What is needed:
Please return the listing below from the line with "if self.short_on_call == Some(call)" through its last line, exactly, and include nothing else.

Extracted entries:
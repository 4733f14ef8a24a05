// Test helper functions

use ragprep::core::config::Config;
use ragprep::core::embed::Embedder;
use ragprep::core::error::{RagprepError, Result};
use ragprep::core::ingest::IngestionPipeline;
use ragprep::core::services::Services;
use ragprep::core::types::IngestStats;
use serde_json::Value;
use std::path::{Path, PathBuf};
use std::sync::Mutex;
use walkdir::WalkDir;

/// Create test services whose default paths live in a temporary directory
#[allow(dead_code)] // Used in integration tests
pub fn create_test_services() -> Services {
    let mut config = Config::default();

    let temp_dir = tempfile::tempdir().expect("Failed to create temp dir");
    config.paths.input_dir = temp_dir.path().join("raw");
    config.paths.chunks_dir = temp_dir.path().join("processed");
    config.paths.embeddings_dir = temp_dir.path().join("embeddings");
    // Keep temp dir alive for duration of test
    std::mem::forget(temp_dir);

    Services::new(config)
}

/// Assert that ingest stats are consistent
#[allow(dead_code)] // Used in integration tests
pub fn assert_valid_stats(stats: &IngestStats) {
    assert!(
        stats.files_processed > 0,
        "Expected files_processed > 0, got {}",
        stats.files_processed
    );
    assert!(
        stats.chunks_written >= stats.files_processed,
        "Expected chunks_written ({}) >= files_processed ({})",
        stats.chunks_written,
        stats.files_processed
    );
    assert_eq!(
        stats.files_processed + stats.files_failed,
        stats.files_discovered,
        "Every discovered file is either processed or failed"
    );
    assert_eq!(stats.failures.len(), stats.files_failed);
}

/// Ingest `input` into `output` with the given chunk parameters
#[allow(dead_code)] // Used in integration tests
pub fn ingest_test_docs(
    input: &Path,
    output: &Path,
    chunk_size: usize,
    chunk_overlap: usize,
) -> IngestStats {
    let mut pipeline = IngestionPipeline::new(output, chunk_size, chunk_overlap, vec![], 10)
        .expect("Failed to create pipeline");
    pipeline
        .ingest_directory(input)
        .expect("Failed to ingest directory")
}

/// Every `.json` file under `root`, sorted by path
#[allow(dead_code)]
pub fn record_files(root: &Path) -> Vec<PathBuf> {
    let mut files: Vec<PathBuf> = WalkDir::new(root)
        .into_iter()
        .filter_map(|e| e.ok())
        .filter(|e| e.file_type().is_file())
        .map(|e| e.into_path())
        .filter(|p| p.extension().is_some_and(|ext| ext == "json"))
        .collect();
    files.sort();
    files
}

/// Parse a JSON file
#[allow(dead_code)]
pub fn read_json(path: &Path) -> Value {
    let text = std::fs::read_to_string(path).expect("Failed to read record");
    serde_json::from_str(&text).expect("Record is not valid JSON")
}

/// Embedder that records batch sizes and returns constant vectors
///
/// Each vector is `dimensions` copies of the text's character count,
/// so tests can tell which record got which vector.
#[allow(dead_code)]
pub struct MockEmbedder {
    pub dimensions: usize,
    pub calls: Mutex<Vec<usize>>,
    /// Zero-based call index that returns an error
    pub fail_on_call: Option<usize>,
    /// Zero-based call index that returns one vector too few
    pub short_on_call: Option<usize>,
}

#[allow(dead_code)]
impl MockEmbedder {
    pub fn new(dimensions: usize) -> Self {
        Self {
            dimensions,
            calls: Mutex::new(Vec::new()),
            fail_on_call: None,
            short_on_call: None,
        }
    }

    pub fn failing_on(mut self, call: usize) -> Self {
        self.fail_on_call = Some(call);
        self
    }

    pub fn short_on(mut self, call: usize) -> Self {
        self.short_on_call = Some(call);
        self
    }

    /// Batch sizes of every call so far
    pub fn call_sizes(&self) -> Vec<usize> {
        self.calls.lock().unwrap().clone()
    }
}

impl Embedder for MockEmbedder {
    fn embed_batch(&self, texts: &[String]) -> Result<Vec<Vec<f32>>> {
        let call = {
            let mut calls = self.calls.lock().unwrap();
            calls.push(texts.len());
            calls.len() - 1
        };

        if self.fail_on_call == Some(call) {
            return Err(RagprepError::EmbeddingFailed(format!(
                "mock failure on call {call}"
            )));
        }

        let mut vectors: Vec<Vec<f32>> = texts
            .iter()
            .map(|t| vec![t.chars().count() as f32; self.dimensions])
            .collect();
        if self.short_on_call == Some(call) {
            vectors.pop();
        }
        Ok(vectors)
    }

    fn model_name(&self) -> &str {
        "mock"
    }

    fn dimensions(&self) -> Option<usize> {
        Some(self.dimensions)
    }
}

Task solution:
        if self.short_on_call == Some(call) {
            vectors.pop();
        }
        Ok(vectors)
    }

    fn model_name(&self) -> &str {
        "mock"
    }

    fn dimensions(&self) -> Option<usize> {
        Some(self.dimensions)
    }
}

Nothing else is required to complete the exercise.